If you’re the average American who’s unemployed and wondering how you’re going to keep paying all of your bills, there’s not a whole lot for you in the new stimulus deal. If you’re a CEO looking for a free lunch on the public's dime, on the other hand, you’re in luck.
After several months failing to pass a new round of pandemic relief, Democrats and Republicans have reached a deal on a roughly $900 billion stimulus bill, though it will be substantially smaller than the CARES Act package passed in March, and stalled stimulus bill attempts passed by House Democrats earlier this year.
The bill leaves out some notable demands that have been thrown around over the past few months, like billions in aid for state and local governments—pushed for by Democrats—as well as Senate Majority Leader Mitch McConnell’s push to shield businesses from COVID-related liability lawsuits.
This bill stands out for its meagerness. Previous legislative attempts by Democrats would have provided as much as $3.4 trillion in pandemic relief, about $2.5 trillion more than what this bill gives.
So what is in the bill? Here’s an overview.
- Direct assistance payments: Individual adults making up to $75,000 will receive $600 in direct assistance payments, half of what was provided in the CARES Act, and reduced payments until their income hits $87,000. Unlike the CARES Act, however, households with dependent children will receive $600 per child, up slightly from $500 in the previous round of relief. Sens. Bernie Sanders and Josh Hawley had pushed for $1,200 stimulus checks, but GOP so-called deficit hawk Sen. Ron Johnson blocked their bill that would have secured that.
- Unemployment: Unemployed people will be eligible for $300 per week in extra unemployment benefits through March 14. The original CARES Act provided for $600 per week in additional benefits, but that expired at the end of July. In August, Trump signed an executive order redirecting money from FEMA for an additional $300 per week in enhanced benefits, but only those receiving at least $100 through their state unemployment were eligible to qualify, and the program expired in September.
- Businesses: The new relief package puts another $284 billion into the Payroll Protection Program (PPP) that Congress set up in the first CARES Act to provide potentially forgivable loans to struggling small businesses, so long as they spend 60 percent of the loan on payroll expenses. The new bill also expands eligibility for those loans to nonprofits and local media companies.
- Evictions: Without action, the federal moratorium on evictions would have ended at the end of the year. But this bill extends the moratorium a grand total of one month, through Jan. 31. Up to 40 million people could lose their homes when the moratorium expires. The bill also provides $25 billion to state and local governments to use for rental assistance.

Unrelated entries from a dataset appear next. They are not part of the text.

use serde::{Deserialize, Serialize};

/// Index range of the left-eye points in the 68-point landmark scheme.
const LEFT_EYE: std::ops::Range<usize> = 36..42;
/// Index range of the right-eye points in the 68-point landmark scheme.
const RIGHT_EYE: std::ops::Range<usize> = 42..48;

/// A 2D landmark coordinate in pixels.
#[derive(Debug, Clone, Copy, PartialEq, Serialize, Deserialize)]
pub struct Point {
    pub x: f32,
    pub y: f32,
}

impl Point {
    pub fn new(x: f32, y: f32) -> Self {
        Self { x, y }
    }
}

/// Bounding box for a detected face, in pixels.
#[derive(Debug, Clone, Copy, PartialEq, Serialize, Deserialize)]
pub struct BoundingBox {
    pub x: f32,
    pub y: f32,
    pub width: f32,
    pub height: f32,
}

impl BoundingBox {
    /// Return a copy shifted by `(dx, dy)`; width and height are preserved.
    pub fn offset(&self, dx: f32, dy: f32) -> Self {
        Self {
            x: self.x + dx,
            y: self.y + dy,
            ..*self
        }
    }
}

/// Facial landmarks in the 68-point scheme.
#[derive(Debug, Clone, PartialEq, Default, Serialize, Deserialize)]
#[serde(transparent)]
pub struct FaceLandmarks {
    pub points: Vec<Point>,
}

impl FaceLandmarks {
    pub fn new(points: Vec<Point>) -> Self {
        Self { points }
    }

    /// Six-point left-eye sequence, or `None` if the landmark set is truncated.
    pub fn left_eye(&self) -> Option<&[Point]> {
        self.points.get(LEFT_EYE)
    }

    /// Six-point right-eye sequence, or `None` if the landmark set is truncated.
    pub fn right_eye(&self) -> Option<&[Point]> {
        self.points.get(RIGHT_EYE)
    }
}

/// Face descriptor vector (128-dimensional for the usual recognition nets).
#[derive(Debug, Clone, PartialEq, Default, Serialize, Deserialize)]
#[serde(transparent)]
pub struct Embedding {
    pub values: Vec<f32>,
}

impl Embedding {
    pub fn new(values: Vec<f32>) -> Self {
        Self { values }
    }

    /// Compute Euclidean distance between two embeddings.
    pub fn euclidean_distance(&self, other: &Embedding) -> f32 {
        self.values
            .iter()
            .zip(other.values.iter())
            .map(|(a, b)| (a - b).powi(2))
            .sum::<f32>()
            .sqrt()
    }
}

/// One detected face in a frame: box, landmarks and descriptor.
#[derive(Debug, Clone, PartialEq, Serialize, Deserialize)]
pub struct Detection {
    #[serde(rename = "box")]
    pub bbox: BoundingBox,
    #[serde(default)]
    pub score: Option<f32>,
    pub landmarks: FaceLandmarks,
    pub descriptor: Embedding,
}

impl Detection {
    /// Rescale box and landmarks by independent horizontal and vertical factors.
    pub fn rescaled(&self, sx: f32, sy: f32) -> Self {
        Self {
            bbox: BoundingBox {
                x: self.bbox.x * sx,
                y: self.bbox.y * sy,
                width: self.bbox.width * sx,
                height: self.bbox.height * sy,
            },
            score: self.score,
            landmarks: FaceLandmarks::new(
                self.landmarks
                    .points
                    .iter()
                    .map(|p| Point::new(p.x * sx, p.y * sy))
                    .collect(),
            ),
            descriptor: self.descriptor.clone(),
        }
    }

    /// Drop the box, keeping what enrollment needs.
    pub fn into_sample(self) -> FaceSample {
        FaceSample {
            landmarks: self.landmarks,
            descriptor: self.descriptor,
        }
    }
}

/// Result of single-face detection on a reference image.
#[derive(Debug, Clone, PartialEq)]
pub struct FaceSample {
    pub landmarks: FaceLandmarks,
    pub descriptor: Embedding,
}

/// Rescale every detection from `from` (frame size) to `to` (display size).
///
/// Zero-sized inputs leave the detections untouched.
pub fn resize_detections(
    detections: Vec<Detection>,
    from: (u32, u32),
    to: (u32, u32),
) -> Vec<Detection> {
    if from == to || from.0 == 0 || from.1 == 0 {
        return detections;
    }
    let sx = to.0 as f32 / from.0 as f32;
    let sy = to.1 as f32 / from.1 as f32;
    detections.iter().map(|d| d.rescaled(sx, sy)).collect()
}
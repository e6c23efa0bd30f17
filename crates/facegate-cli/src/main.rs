use anyhow::{Context, Result};
use clap::{Parser, Subcommand};
use facegate_capture::{AnnotationAnalyzer, Frame};
use facegate_core::enrollment::{enroll, reference_image_path};
use facegate_core::liveness::DEFAULT_BLINK_THRESHOLD;
use facegate_core::{DetailStore, EyeOpenness, FaceAnalyzer, VehicleRegistry};
use std::path::PathBuf;

#[derive(Parser)]
#[command(name = "facegate", about = "facegate recognition and lookup tools")]
struct Cli {
    #[command(subcommand)]
    command: Commands,
}

#[derive(Subcommand)]
enum Commands {
    /// Look up a registered vehicle by plate number
    Vehicle {
        /// Plate number (case and surrounding whitespace are ignored)
        plate: String,
        /// Alternative vehicle table (TOML, same shape as contrib/vehicles.toml)
        #[arg(long)]
        registry: Option<PathBuf>,
    },
    /// Show the detail record for an enrolled label
    Details {
        label: String,
        #[arg(long, default_value = "labels")]
        labels_dir: PathBuf,
    },
    /// Enroll labels from their reference images and report usable images
    Enroll {
        #[arg(long, default_value = "labels")]
        labels_dir: PathBuf,
        /// Label to enroll (repeatable)
        #[arg(short, long = "label", default_values_t = ["Pragalbh".to_string(), "Elon".to_string(), "Saqib".to_string()])]
        labels: Vec<String>,
        /// Reference images per label
        #[arg(long, default_value_t = 2)]
        images: usize,
    },
    /// Print the detections and eye openness for one annotated frame
    Inspect {
        image: PathBuf,
        #[arg(long, default_value_t = DEFAULT_BLINK_THRESHOLD)]
        blink_threshold: f32,
    },
}

#[tokio::main]
async fn main() -> Result<()> {
    tracing_subscriber::fmt()
        .with_env_filter(tracing_subscriber::EnvFilter::from_default_env())
        .init();

    let cli = Cli::parse();

    match cli.command {
        Commands::Vehicle { plate, registry } => {
            let content = match registry {
                Some(path) => {
                    let src = std::fs::read_to_string(&path)
                        .with_context(|| format!("reading {}", path.display()))?;
                    VehicleRegistry::from_toml_str(&src)?.render(&plate)
                }
                None => VehicleRegistry::builtin().render(&plate),
            };
            println!("{content}");
        }
        Commands::Details { label, labels_dir } => {
            let content = DetailStore::new(labels_dir).render(&label).await;
            println!("{content}");
        }
        Commands::Enroll {
            labels_dir,
            labels,
            images,
        } => {
            let mut analyzer = AnnotationAnalyzer::new();
            let sets = enroll(&mut analyzer, &labels, images, |label, i| {
                Frame::open(&reference_image_path(&labels_dir, label, i), i as u32)
            });
            for set in &sets {
                let note = if set.embeddings.is_empty() {
                    " (cannot be matched)"
                } else {
                    ""
                };
                println!("{}: {}/{images} usable{note}", set.label, set.embeddings.len());
            }
        }
        Commands::Inspect {
            image,
            blink_threshold,
        } => {
            let frame = Frame::open(&image, 0)?;
            let detections = AnnotationAnalyzer::new().detect_all(&frame)?;
            let faces: Vec<_> = detections
                .iter()
                .map(|d| {
                    let eyes = EyeOpenness::measure(&d.landmarks);
                    serde_json::json!({
                        "box": d.bbox,
                        "score": d.score,
                        "left_eye_openness": eyes.left,
                        "right_eye_openness": eyes.right,
                        "blinking": eyes.is_blinking(blink_threshold),
                        "descriptor_len": d.descriptor.values.len(),
                    })
                })
                .collect();
            let report = serde_json::json!({
                "image": image.display().to_string(),
                "width": frame.width,
                "height": frame.height,
                "brightness": frame.avg_brightness(),
                "faces": faces,
            });
            println!("{}", serde_json::to_string_pretty(&report)?);
        }
    }

    Ok(())
}
use facegate_core::liveness::DEFAULT_BLINK_THRESHOLD;
use facegate_core::matcher::DEFAULT_DISTANCE_THRESHOLD;
use facegate_core::recognition::{DEFAULT_BOX_OFFSET_X, DEFAULT_BOX_OFFSET_Y};
use facegate_core::RecognizerSettings;
use std::path::PathBuf;
use std::time::Duration;

const DEFAULT_LABELS: &str = "Pragalbh,Elon,Saqib";

/// Daemon configuration, loaded from environment variables.
#[derive(Debug, Clone)]
pub struct Config {
    /// Root of the per-label directories (reference images and details.json).
    pub labels_dir: PathBuf,
    /// Identity labels to enroll.
    pub labels: Vec<String>,
    /// Reference images per label, numbered from 1.
    pub images_per_label: usize,
    /// Directory of frames replayed as the live stream.
    pub capture_dir: PathBuf,
    /// Restart the frame sequence when it runs out.
    pub capture_loop: bool,
    /// Recognition tick period.
    pub tick_interval: Duration,
    /// Maximum mean Euclidean distance for a positive match.
    pub distance_threshold: f32,
    /// Left-eye openness below which a blink is registered.
    pub blink_threshold: f32,
    pub box_offset_x: f32,
    pub box_offset_y: f32,
    /// Display size detections are rescaled to; frame size when unset.
    pub display_size: Option<(u32, u32)>,
    /// Where to write the overlay canvas after each tick.
    pub overlay_path: Option<PathBuf>,
}

impl Config {
    /// Load configuration from `FACEGATE_*` environment variables with defaults.
    pub fn from_env() -> Self {
        let labels_dir = std::env::var("FACEGATE_LABELS_DIR")
            .map(PathBuf::from)
            .unwrap_or_else(|_| PathBuf::from("labels"));

        let labels = parse_labels(
            &std::env::var("FACEGATE_LABELS").unwrap_or_else(|_| DEFAULT_LABELS.to_string()),
        );

        let display_size = match (
            env_opt::<u32>("FACEGATE_DISPLAY_WIDTH"),
            env_opt::<u32>("FACEGATE_DISPLAY_HEIGHT"),
        ) {
            (Some(w), Some(h)) if w > 0 && h > 0 => Some((w, h)),
            _ => None,
        };

        Self {
            labels_dir,
            labels,
            images_per_label: env_or("FACEGATE_IMAGES_PER_LABEL", 2),
            capture_dir: std::env::var("FACEGATE_CAPTURE_DIR")
                .map(PathBuf::from)
                .unwrap_or_else(|_| PathBuf::from("capture")),
            capture_loop: std::env::var("FACEGATE_CAPTURE_LOOP")
                .map(|v| v != "0")
                .unwrap_or(false),
            tick_interval: Duration::from_millis(env_or("FACEGATE_TICK_MS", 100u64).max(1)),
            distance_threshold: env_or("FACEGATE_DISTANCE_THRESHOLD", DEFAULT_DISTANCE_THRESHOLD),
            blink_threshold: env_or("FACEGATE_BLINK_THRESHOLD", DEFAULT_BLINK_THRESHOLD),
            box_offset_x: env_or("FACEGATE_BOX_OFFSET_X", DEFAULT_BOX_OFFSET_X),
            box_offset_y: env_or("FACEGATE_BOX_OFFSET_Y", DEFAULT_BOX_OFFSET_Y),
            display_size,
            overlay_path: std::env::var("FACEGATE_OVERLAY_PATH").ok().map(PathBuf::from),
        }
    }

    pub fn recognizer_settings(&self) -> RecognizerSettings {
        RecognizerSettings {
            blink_threshold: self.blink_threshold,
            box_offset: (self.box_offset_x, self.box_offset_y),
        }
    }
}

/// Split a comma-separated label list, dropping blanks and duplicates.
fn parse_labels(raw: &str) -> Vec<String> {
    let mut labels: Vec<String> = Vec::new();
    for label in raw.split(',').map(str::trim).filter(|l| !l.is_empty()) {
        if !labels.iter().any(|l| l == label) {
            labels.push(label.to_string());
        }
    }
    labels
}

fn env_opt<T: std::str::FromStr>(key: &str) -> Option<T> {
    std::env::var(key).ok().and_then(|v| v.parse().ok())
}

fn env_or<T: std::str::FromStr>(key: &str, default: T) -> T {
    env_opt(key).unwrap_or(default)
}
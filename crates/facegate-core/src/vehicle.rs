//! Static vehicle registry for plate lookups.
//!
//! The default table is embedded at compile time from
//! `contrib/vehicles.toml` and parsed once on first use.

use crate::panel::{PanelContent, ENTRY_DENIED};
use serde::Deserialize;
use std::sync::OnceLock;
use thiserror::Error;

const DEFAULT_TABLE: &str = include_str!("../../../contrib/vehicles.toml");

static DEFAULT_REGISTRY: OnceLock<VehicleRegistry> = OnceLock::new();

#[derive(Error, Debug)]
pub enum RegistryError {
    #[error("bad vehicle table: {0}")]
    Parse(#[from] toml::de::Error),
}

/// One registered vehicle.
#[derive(Debug, Clone, PartialEq, Eq, Deserialize)]
pub struct VehicleRecord {
    pub number: String,
    #[serde(rename = "type")]
    pub kind: String,
    #[serde(rename = "name-of-vehicle")]
    pub name: String,
    #[serde(rename = "Color")]
    pub color: String,
    #[serde(rename = "Owner Name")]
    pub owner_name: String,
    #[serde(rename = "Owner Phone")]
    pub owner_phone: String,
    #[serde(rename = "Owner Roll Number")]
    pub owner_roll_number: String,
}

impl VehicleRecord {
    pub fn panel(&self) -> PanelContent {
        PanelContent::Fields(vec![
            ("Vehicle Number", self.number.clone()),
            ("Type", self.kind.clone()),
            ("Vehicle Name", self.name.clone()),
            ("Color", self.color.clone()),
            ("Owner Name", self.owner_name.clone()),
            ("Owner Phone", self.owner_phone.clone()),
            ("Owner Roll Number", self.owner_roll_number.clone()),
        ])
    }
}

#[derive(Debug, Clone, Default, Deserialize)]
pub struct VehicleRegistry {
    #[serde(rename = "vehicle", default)]
    vehicles: Vec<VehicleRecord>,
}

impl VehicleRegistry {
    pub fn from_toml_str(src: &str) -> Result<Self, RegistryError> {
        Ok(toml::from_str(src)?)
    }

    /// The compiled-in table. A table that fails to parse yields an empty
    /// registry and an error log.
    pub fn builtin() -> &'static VehicleRegistry {
        DEFAULT_REGISTRY.get_or_init(|| match Self::from_toml_str(DEFAULT_TABLE) {
            Ok(r) => r,
            Err(e) => {
                tracing::error!(error = %e, "embedded vehicle table is invalid");
                VehicleRegistry::default()
            }
        })
    }

    pub fn vehicles(&self) -> &[VehicleRecord] {
        &self.vehicles
    }

    /// Exact plate match after trimming; case-insensitive.
    pub fn lookup(&self, plate: &str) -> Option<&VehicleRecord> {
        let wanted = plate.trim().to_uppercase();
        self.vehicles
            .iter()
            .find(|v| v.number.to_uppercase() == wanted)
    }

    /// Record fields on a match, the denial message otherwise.
    pub fn render(&self, plate: &str) -> PanelContent {
        match self.lookup(plate) {
            Some(v) => v.panel(),
            None => {
                tracing::info!(plate = plate.trim(), "vehicle not registered");
                PanelContent::text(ENTRY_DENIED)
            }
        }
    }
}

- Food stamps: There’s $13 billion in the bill for the Supplemental Nutrition Assistance Program (SNAP) and child nutrition benefits. The U.S. hunger relief nonprofit Feeding America has said that more than 80 percent of food banks are serving more people now than they did last year, and that up to one in six Americans suffer from food insecurity by the end of this year due to the pandemic.
- Education: The relief package has more than $82 billion for education funding, with the vast majority—more than $54 billion—going to K-12 schools. There is nothing in the bill that would continue the current moratorium on student loan payments, which is set to expire at the end of January, but the Biden administration could continue the use of executive orders to delay mandatory student loan payments. Additionally, $10 billion is going to assistance for child care.
- Vaccines and testing: The relief package includes $8.75 billion to public health agencies for vaccine distribution and tracking, and another $4 billion in funding for Gavi, the global vaccine alliance. Additionally, nearly $20 billion will be given to the Biomedical Advanced Research and Development Authority (BARDA) for procurement and manufacturing of vaccines and medicines to treat COVID-19.
- Three-martini lunches: While working Americans won’t get the $1,200 stimulus check they got in spring, Republicans—reportedly led by the White House—made sure to include a tax break allowing corporations to deduct the full cost of business meals from their federal tax bills. Democrats conceded this in exchange for an expansion of tax credits for low-income people, the Post reported, but some of them are pissed nonetheless. “Republicans are nickel-and-diming benefits for jobless workers, while at the same time pushing for tax breaks for three-martini power lunches,” Sen. Ron Wyden told the Post. “It’s unconscionable.”